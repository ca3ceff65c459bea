use thiserror::Error;

pub type Result<T> = std::result::Result<T, KeyboardError>;

/// Errors surfaced by the ST keyboard link and its control lines.
///
/// Hardware backends report their failures as strings so the driver stays independent of any
/// particular HAL error type.
#[derive(Debug, Error)]
pub enum KeyboardError {
    #[error("unsupported baud rate {0}")]
    UnsupportedBaud(u32),

    #[error("serial link not configured")]
    NotConfigured,

    #[error("serial link error: {0}")]
    Serial(String),

    #[error("{line} line error: {msg}")]
    Pin { line: &'static str, msg: String },
}
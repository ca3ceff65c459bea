#![forbid(unsafe_code)]

//! Atari ST keyboard link driver.
//!
//! [`StKeyboard`] owns the serial link and the two control lines of an ST keyboard and turns
//! the bytes it sends into PS/2 scancode sequences using [`st_scancode`]. Hardware access goes
//! through the [`SerialLink`], [`OutputPin`] and [`Delay`] traits.

mod config;
mod error;
mod hal;
mod keyboard;
mod mem;

pub use config::{KeyboardConfig, UnmappedPolicy, BAUD_RATE, RESET_COMMAND};
pub use error::{KeyboardError, Result};
pub use hal::{Delay, OutputPin, SerialLink, StdDelay};
pub use keyboard::{KeyEvent, StKeyboard};
pub use mem::MemSerialLink;
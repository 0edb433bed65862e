// Copyright (C) 2025 SyncMyOrders Sp. z o.o.
// SPDX-License-Identifier: AGPL-3.0-or-later
//! Runtime error types.

use thiserror::Error;

/// Errors raised by the durable runtime.
///
/// These are substrate faults. Business failures of activities are not
/// represented here; they surface as [`crate::ActivityFailure`] values.
#[derive(Debug, Error)]
pub enum RuntimeError {
    /// Invalid runtime configuration
    #[error("configuration error: {0}")]
    Config(String),

    /// Start rejected because the instance id is live or persisted as running
    #[error("instance '{instance_id}' is already running")]
    InstanceAlreadyRunning {
        /// Instance identifier used as the idempotency key
        instance_id: String,
    },

    /// No record exists for the instance
    #[error("instance '{instance_id}' not found")]
    InstanceNotFound {
        /// Instance identifier
        instance_id: String,
    },

    /// The instance exists but is not running in this runtime
    #[error("instance '{instance_id}' is not running")]
    InstanceNotRunning {
        /// Instance identifier
        instance_id: String,
    },

    /// Persisted instance belongs to a different process type
    #[error("instance '{instance_id}' was started as '{actual}', not '{expected}'")]
    ProcessTypeMismatch {
        /// Instance identifier
        instance_id: String,
        /// Process type requested by the caller
        expected: String,
        /// Process type stored with the instance
        actual: String,
    },

    /// A child with the same id is already executing
    #[error("child process '{child_id}' is already running")]
    ChildAlreadyRunning {
        /// Deterministic child identifier
        child_id: String,
    },

    /// Query handler name registered twice by the same instance
    #[error("query handler '{name}' is already registered")]
    QueryHandlerExists {
        /// Query name
        name: String,
    },

    /// No handler registered under the requested query name
    #[error("query '{name}' is not registered on instance '{instance_id}'")]
    QueryNotFound {
        /// Instance identifier
        instance_id: String,
        /// Query name
        name: String,
    },

    /// Replay diverged from the recorded journal
    #[error(
        "non-deterministic replay of '{instance_id}' at {checkpoint_id}: recorded '{recorded}', got '{requested}'"
    )]
    NonDeterministic {
        /// Instance identifier
        instance_id: String,
        /// Journal position
        checkpoint_id: String,
        /// Label stored in the journal
        recorded: String,
        /// Label requested by the process body
        requested: String,
    },

    /// The process body returned a fault
    #[error("process failed: {0}")]
    ProcessFailed(String),

    /// The process task was aborted before completing
    #[error("instance '{instance_id}' was cancelled")]
    Cancelled {
        /// Instance identifier
        instance_id: String,
    },

    /// Persistence backend failure
    #[error("persistence error during '{operation}': {details}")]
    Persistence {
        /// Operation that failed
        operation: String,
        /// Backend error message
        details: String,
    },

    /// Serialization/deserialization error
    #[error("serialization error: {0}")]
    Serialization(String),

    /// Internal runtime error
    #[error("internal error: {0}")]
    Internal(String),
}

impl From<sqlx::Error> for RuntimeError {
    fn from(err: sqlx::Error) -> Self {
        RuntimeError::Persistence {
            operation: "query".to_string(),
            details: err.to_string(),
        }
    }
}

impl From<serde_json::Error> for RuntimeError {
    fn from(err: serde_json::Error) -> Self {
        RuntimeError::Serialization(err.to_string())
    }
}

/// Result type for runtime operations.
pub type Result<T> = std::result::Result<T, RuntimeError>;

____

TASK PROMPT - Please transcribe the data exactly from its first line. End with the line that contains "repository 0edb433bed65862e".

RESPONSE FOR THIS EXERCISE -
repository ca3ceff65c459bea
use thiserror::Error;

pub type Result<T> = std::result::Result<T, KeyboardError>;

/// Errors surfaced by the ST keyboard link and its control lines.
///
/// Hardware backends report their failures as strings so the driver stays independent of any
/// particular HAL error type.
#[derive(Debug, Error)]
pub enum KeyboardError {
    #[error("unsupported baud rate {0}")]
    UnsupportedBaud(u32),

    #[error("serial link not configured")]
    NotConfigured,

    #[error("serial link error: {0}")]
    Serial(String),

    #[error("{line} line error: {msg}")]
    Pin { line: &'static str, msg: String },
}
repository ca3ceff65c459bea
#![forbid(unsafe_code)]

//! Atari ST keyboard link driver.
//!
//! [`StKeyboard`] owns the serial link and the two control lines of an ST keyboard and turns
//! the bytes it sends into PS/2 scancode sequences using [`st_scancode`]. Hardware access goes
//! through the [`SerialLink`], [`OutputPin`] and [`Delay`] traits.

mod config;
mod error;
mod hal;
mod keyboard;
mod mem;

pub use config::{KeyboardConfig, UnmappedPolicy, BAUD_RATE, RESET_COMMAND};
pub use error::{KeyboardError, Result};
pub use hal::{Delay, OutputPin, SerialLink, StdDelay};
pub use keyboard::{KeyEvent, StKeyboard};
pub use mem::MemSerialLink;
repository 0edb433bed65862e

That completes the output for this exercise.